S’il est très rare qu’un médecin ne porte pas assistance à un malade ou à une personne en danger de manière générale, ce cas n’est pas pour autant totalement à exclure. Car la non assistance à personne en danger n’est pas qu’une situation rencontrée directement entre un seul médecin et un malade (I). Cela peut se produire lorsque deux ou plusieurs médecins sont en conflit au point que cela ait des conséquences préjudiciables à l’égard des malades (II).

I - Non assistance du médecin à l’égard du patient

Protégé par son obligation de moyens, le médecin doit mettre en œuvre tous les moyens qui lui sont disponibles pour assister la personne en danger. Un médecin qui ne porterait pas assistance à une personne en péril et serait mis en cause devant les juridictions françaises, mettrait sa responsabilité civile, pénale et ordinale en jeu. De par la loi française, la non-assistance à personne en danger ( article 223-6 du Code pénal ) est un délit punissable d’emprisonnement et d’amende, et peut donner lieu également à une réparation pécuniaire sur le plan civil en cas de dommage. De plus, cette inaction est contraire au Code de déontologie médicale ( article 9 du Code de déontologie médicale ; article R. 4127-9 du Code de la santé publique ).

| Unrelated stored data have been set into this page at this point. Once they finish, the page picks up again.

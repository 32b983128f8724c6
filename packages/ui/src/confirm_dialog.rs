use dioxus::prelude::*;

use crate::views::ModalOverlay;

/// Modal asking the user to confirm a destructive action.
/// Cancelling, or clicking outside the card, calls `on_cancel`.
#[component]
pub fn ConfirmDialog(
    #[props(default = "Are you sure?".to_string())] title: String,
    #[props(default = "You won't be able to revert this!".to_string())] text: String,
    #[props(default = "Yes, delete it!".to_string())] confirm_label: String,
    #[props(default = "Cancel".to_string())] cancel_label: String,
    on_confirm: EventHandler<()>,
    on_cancel: EventHandler<()>,
) -> Element {
    rsx! {
        ModalOverlay {
            on_close: move |_| on_cancel.call(()),
            div {
                class: "p-4 text-center",
                div { class: "notice-icon text-warning border-warning", "!" }
                h4 { class: "fw-bold mt-3", "{title}" }
                p { class: "text-muted mb-4", "{text}" }
                div {
                    class: "d-flex justify-content-center gap-2",
                    button {
                        class: "btn btn-danger",
                        onclick: move |_| on_confirm.call(()),
                        "{confirm_label}"
                    }
                    button {
                        class: "btn btn-primary",
                        onclick: move |_| on_cancel.call(()),
                        "{cancel_label}"
                    }
                }
            }
        }
    }
}
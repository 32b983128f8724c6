//! # API crate — REST client for the storefront backend
//!
//! Every page of the frontend talks to the backend through [`ApiClient`]. This
//! crate also owns the wire models and the small amount of view logic that is
//! worth testing without a browser (search filtering, payload normalisation,
//! required-field checks).
//!
//! ## Modules
//!
//! | Module | Purpose |
//! |--------|---------|
//! | [`client`] | [`ApiClient`]: one async method per backend endpoint, bearer token attached from the [`store::TokenStore`] |
//! | [`config`] | [`AppConfig`]: base URLs, Google client id, login redirect delay |
//! | [`error`] | [`ApiError`]: transport, status, decode, validation and configuration failures |
//! | [`models`] | Accessories, blogs, banner, reviews, auth payloads |
//!
//! ## Endpoints
//!
//! - **Accessories**: `GET/POST /accessories`, `PUT/DELETE /accessories/{id}`
//! - **Blogs**: `GET/POST /blogs`, `PUT/DELETE /blogs/{id}`
//! - **Banner**: `GET/POST /banner`
//! - **Reviews**: `GET /reviews`, `DELETE /reviews/{id}`
//! - **Auth**: `POST /auth/login`, `POST /auth/google-auth`

pub mod client;
pub mod config;
pub mod error;
pub mod models;

pub use client::ApiClient;
pub use config::AppConfig;
pub use error::ApiError;
pub use models::{
    filter_accessories, remove_by_id, Accessory, AccessoryUpdate, AuthResponse, Banner,
    BannerUpload, Blog, BlogDraft, Credentials, HasId, ImageFile, MessageResponse, NewAccessory,
    Review,
};
use dioxus::prelude::*;

use crate::{use_auth, LogoutButton};

const ADMIN_CSS: Asset = asset!("/assets/admin.css");

/// Pages reachable from the admin sidebar.
#[derive(Clone, Copy, Debug, PartialEq, Eq)]
pub enum AdminPage {
    Accessories,
    Blogs,
    Banner,
    Reviews,
}

impl AdminPage {
    pub const ALL: [AdminPage; 4] = [
        AdminPage::Accessories,
        AdminPage::Blogs,
        AdminPage::Banner,
        AdminPage::Reviews,
    ];

    pub fn label(self) -> &'static str {
        match self {
            AdminPage::Accessories => "Accessories",
            AdminPage::Blogs => "Blogs",
            AdminPage::Banner => "Banner",
            AdminPage::Reviews => "Reviews",
        }
    }
}

#[component]
pub fn AdminSidebar(
    #[props(!optional)] active: Option<AdminPage>,
    on_navigate: EventHandler<AdminPage>,
    on_logout: EventHandler<()>,
) -> Element {
    let auth = use_auth();

    rsx! {
        document::Stylesheet { href: ADMIN_CSS }

        nav {
            class: "admin-sidebar d-flex flex-column h-100 p-3",
            h5 { class: "fw-bold mb-4", "Admin" }

            ul {
                class: "nav nav-pills flex-column gap-1",
                for page in AdminPage::ALL {
                    li {
                        key: "{page.label()}",
                        class: "nav-item",
                        button {
                            class: if active == Some(page) { "nav-link active w-100 text-start" } else { "nav-link w-100 text-start" },
                            onclick: move |_| on_navigate.call(page),
                            "{page.label()}"
                        }
                    }
                }
            }

            div {
                class: "mt-auto pt-3 border-top",
                if auth().is_authenticated() {
                    LogoutButton {
                        class: "btn btn-outline-secondary w-100",
                        on_logout: move |_| on_logout.call(()),
                    }
                } else {
                    span { class: "small text-muted", "Not signed in" }
                }
            }
        }
    }
}

/// Sidebar (fixed 250px) beside the page content.
#[component]
pub fn AdminShell(
    #[props(!optional)] active: Option<AdminPage>,
    on_navigate: EventHandler<AdminPage>,
    on_logout: EventHandler<()>,
    children: Element,
) -> Element {
    rsx! {
        div {
            class: "d-flex min-vh-100",
            div {
                class: "sidebar-container border-end",
                style: "width: 250px; flex-shrink: 0;",
                AdminSidebar { active, on_navigate, on_logout }
            }
            div {
                class: "flex-grow-1 bg-light",
                {children}
            }
        }
    }
}
//! Shared client and configuration handed to every page through context.
//!
//! The web binary builds one [`api::ApiClient`] and one [`api::AppConfig`] at
//! start-up and wraps the router in [`ApiProvider`]. Pages pull them out with
//! [`use_api`] and [`use_config`].

use api::{ApiClient, AppConfig};
use dioxus::prelude::*;

/// The backend client shared by all pages.
pub fn use_api() -> ApiClient {
    use_context::<ApiClient>()
}

/// Frontend configuration.
pub fn use_config() -> AppConfig {
    use_context::<AppConfig>()
}

/// Provider component that makes the client and config available below it.
#[component]
pub fn ApiProvider(client: ApiClient, config: AppConfig, children: Element) -> Element {
    use_context_provider(|| client);
    use_context_provider(|| config);

    rsx! {
        {children}
    }
}

/// Wait `ms` milliseconds without blocking the UI.
pub async fn sleep_ms(ms: u64) {
    #[cfg(target_arch = "wasm32")]
    gloo_timers::future::sleep(std::time::Duration::from_millis(ms)).await;
    #[cfg(not(target_arch = "wasm32"))]
    tokio::time::sleep(std::time::Duration::from_millis(ms)).await;
}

En effet, ce qui est punissable est le refus conscient et intentionnel de porter secours à une personne en danger ( CA Lyon, 28 /06 /2000 ) bien que le professionnel de santé soit informé de la situation mais refuse délibérément - intention coupable - d’effectuer un diagnostic conforme aux règles de l’art médical ( C. cass. 03 /02 /1993 ), ou d’apprécier la gravité de la situation, ou de donner l’assistance nécessaire à la personne en péril sans risque pour lui ou des tiers ( C.cass., crim. 27 /05 /1991 ). Pour que soit démontré le péril, il faut des conditions cumulatives : le péril doit être réel ( toute éventualité est écartée ) et imminent ( le danger est en cours et nécessite une intervention immédiate compte tenu de la gravité du danger ), et ne doit pas présenter de risque pour celui portant secours ou pour des tiers ( à défaut de pouvoir porter secours personnellement, le professionnel de santé doit avoir recours à des personnes plus compétentes ) [1].

Ces responsabilités seront reconnues à l’encontre de tout médecin français qui serait traduit en justice devant une juridiction reconnaissant également le délit de non-assistance à personne en danger ( ex : Allemagne, Italie, Japon ). Il en va de même pour un médecin étranger qui serait poursuivi devant les juridictions françaises ou une juridiction d’un pays reconnaissant le délit de non-assistance à personne en péril.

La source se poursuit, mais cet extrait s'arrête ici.